▶ _Exercise prompt_
What you return must be exactly the lines running from the one with "apps for this user." to the end of the data below, inclusive, and nothing more.

▶ _The input_
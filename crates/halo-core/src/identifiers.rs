//! Identifiers for sensors, users, and displays
//!
//! All three are small integers assigned by the surrounding platform (sensor
//! ids by the hardware registry, user ids by the account service, display ids
//! by the window system). Newtypes keep them from being mixed up at call
//! sites; the payload is deliberately public-constructible since these values
//! arrive from outside the crate.

use serde::{Deserialize, Serialize};
use std::fmt;

/// Identifier of one registered authentication sensor, unique within a
/// resolution.
#[derive(Debug, Clone, Copy, PartialEq, Eq, Hash, PartialOrd, Ord, Serialize, Deserialize)]
#[serde(transparent)]
pub struct SensorId(pub u32);

impl fmt::Display for SensorId {
    fn fmt(&self, f: &mut fmt::Formatter<'_>) -> fmt::Result {
        write!(f, "sensor:{}", self.0)
    }
}

/// The principal a request is evaluated for.
#[derive(Debug, Clone, Copy, PartialEq, Eq, Hash, PartialOrd, Ord, Serialize, Deserialize)]
#[serde(transparent)]
pub struct UserId(pub u32);

impl fmt::Display for UserId {
    fn fmt(&self, f: &mut fmt::Formatter<'_>) -> fmt::Result {
        write!(f, "user:{}", self.0)
    }
}

/// The display a prompt would be shown on; consumed by the device lock-state
/// query, which is display-scoped.
#[derive(Debug, Clone, Copy, PartialEq, Eq, Hash, PartialOrd, Ord, Serialize, Deserialize)]
#[serde(transparent)]
pub struct DisplayId(pub u32);

impl DisplayId {
    /// The default built-in display.
    pub const DEFAULT: DisplayId = DisplayId(0);
}

impl fmt::Display for DisplayId {
    fn fmt(&self, f: &mut fmt::Formatter<'_>) -> fmt::Result {
        write!(f, "display:{}", self.0)
    }
}
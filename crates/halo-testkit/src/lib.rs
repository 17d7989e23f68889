//! Halo Testkit - fakes and fixtures for resolver tests
//!
//! Provides [`FakeEnvironment`], a programmable in-memory implementation of
//! every oracle the resolver consults, plus fixture helpers shared by unit
//! and integration tests.

#![forbid(unsafe_code)]

/// Programmable fake oracle environment
pub mod env;

/// Common sensor and request fixtures
pub mod fixtures;

pub use env::FakeEnvironment;

/// Install a compact tracing subscriber for tests.
///
/// Honors `RUST_LOG`; safe to call from every test, only the first call
/// installs anything.
pub fn init_tracing() {
    let _ = tracing_subscriber::fmt()
        .with_env_filter(
            tracing_subscriber::EnvFilter::try_from_default_env()
                .unwrap_or_else(|_| tracing_subscriber::EnvFilter::new("debug")),
        )
        .with_test_writer()
        .try_init();
}
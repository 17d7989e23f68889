//! External query interfaces
//!
//! The resolver consults several platform collaborators while classifying
//! sensors. Each is modeled as a small synchronous trait; implementations
//! that front asynchronous services are expected to resolve their answers
//! before the resolver is invoked, keeping the resolution itself pure.
//!
//! Queries that can fail return [`OracleResult`]; the classifier folds any
//! failure into `hardware-not-detected` rather than propagating it, so a
//! resolution always terminates with a well-formed status.

use halo_core::{DisplayId, Modality, SensorId, UserId};
use serde::{Deserialize, Serialize};

/// Failure of an external query.
#[derive(Debug, Clone, PartialEq, Eq, thiserror::Error)]
#[error("oracle query failed: {message}")]
pub struct OracleError {
    /// Description of the failure, for logs only
    pub message: String,
}

impl OracleError {
    /// Create an oracle error.
    pub fn new(message: impl Into<String>) -> Self {
        Self {
            message: message.into(),
        }
    }
}

/// Result type for fallible oracle queries.
pub type OracleResult<T> = Result<T, OracleError>;

/// Lockout state reported by a sensor driver.
#[derive(Debug, Clone, Copy, Default, PartialEq, Eq, Serialize, Deserialize)]
#[serde(rename_all = "snake_case")]
pub enum LockoutMode {
    /// Not locked out
    #[default]
    None,
    /// Time-bounded lockout after repeated failures
    Timed,
    /// Locked out until stronger authentication occurs
    Permanent,
}

/// Queries answered by the sensor drivers themselves.
pub trait SensorOracle {
    /// Whether the sensor's hardware is currently detected.
    fn is_hardware_detected(&self, sensor: SensorId) -> OracleResult<bool>;

    /// Whether the user has at least one enrollment on this sensor.
    fn has_enrollments(&self, sensor: SensorId, user: UserId) -> OracleResult<bool>;

    /// The sensor's lockout state for this user.
    fn lockout_mode(&self, sensor: SensorId, user: UserId) -> OracleResult<LockoutMode>;
}

/// Device-wide administrative policy.
pub trait DevicePolicyOracle {
    /// Whether an administrator has disabled this modality for the user.
    fn is_modality_disabled(&self, modality: Modality, user: UserId) -> OracleResult<bool>;
}

/// Per-user settings store.
pub trait SettingsOracle {
    /// Whether biometrics are enabled for third-party apps for this user.
    fn biometrics_enabled_for_apps(&self, user: UserId) -> OracleResult<bool>;
}

/// Sensor-privacy toggle service. Applies to camera-based modalities only.
pub trait SensorPrivacyOracle {
    /// Whether the camera privacy toggle is active for this user.
    fn camera_privacy_enabled(&self, user: UserId) -> bool;
}

/// Device lock-state oracle.
pub trait LockStateOracle {
    /// Whether the user has a credential enrolled and the device considers
    /// itself secure for this user/display pairing.
    fn is_device_secure(&self, user: UserId, display: DisplayId) -> bool;
}

/// Borrowed bundle of every oracle a resolution needs.
///
/// Holding references keeps the resolver free of ownership or lifecycle
/// concerns; the surrounding service owns the real collaborators.
#[derive(Clone, Copy)]
pub struct Environment<'a> {
    /// Sensor driver queries
    pub sensors: &'a dyn SensorOracle,
    /// Administrative policy queries
    pub device_policy: &'a dyn DevicePolicyOracle,
    /// Per-user settings queries
    pub settings: &'a dyn SettingsOracle,
    /// Sensor-privacy toggle queries
    pub privacy: &'a dyn SensorPrivacyOracle,
    /// Device lock-state queries
    pub lock_state: &'a dyn LockStateOracle,
}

▶ _Answer to this task_
    /// Whether biometrics are enabled for third-party apps for this user.
    fn biometrics_enabled_for_apps(&self, user: UserId) -> OracleResult<bool>;
}

/// Sensor-privacy toggle service. Applies to camera-based modalities only.
pub trait SensorPrivacyOracle {
    /// Whether the camera privacy toggle is active for this user.
    fn camera_privacy_enabled(&self, user: UserId) -> bool;
}

/// Device lock-state oracle.
pub trait LockStateOracle {
    /// Whether the user has a credential enrolled and the device considers
    /// itself secure for this user/display pairing.
    fn is_device_secure(&self, user: UserId, display: DisplayId) -> bool;
}

/// Borrowed bundle of every oracle a resolution needs.
///
/// Holding references keeps the resolver free of ownership or lifecycle
/// concerns; the surrounding service owns the real collaborators.
#[derive(Clone, Copy)]
pub struct Environment<'a> {
    /// Sensor driver queries
    pub sensors: &'a dyn SensorOracle,
    /// Administrative policy queries
    pub device_policy: &'a dyn DevicePolicyOracle,
    /// Per-user settings queries
    pub settings: &'a dyn SettingsOracle,
    /// Sensor-privacy toggle queries
    pub privacy: &'a dyn SensorPrivacyOracle,
    /// Device lock-state queries
    pub lock_state: &'a dyn LockStateOracle,
}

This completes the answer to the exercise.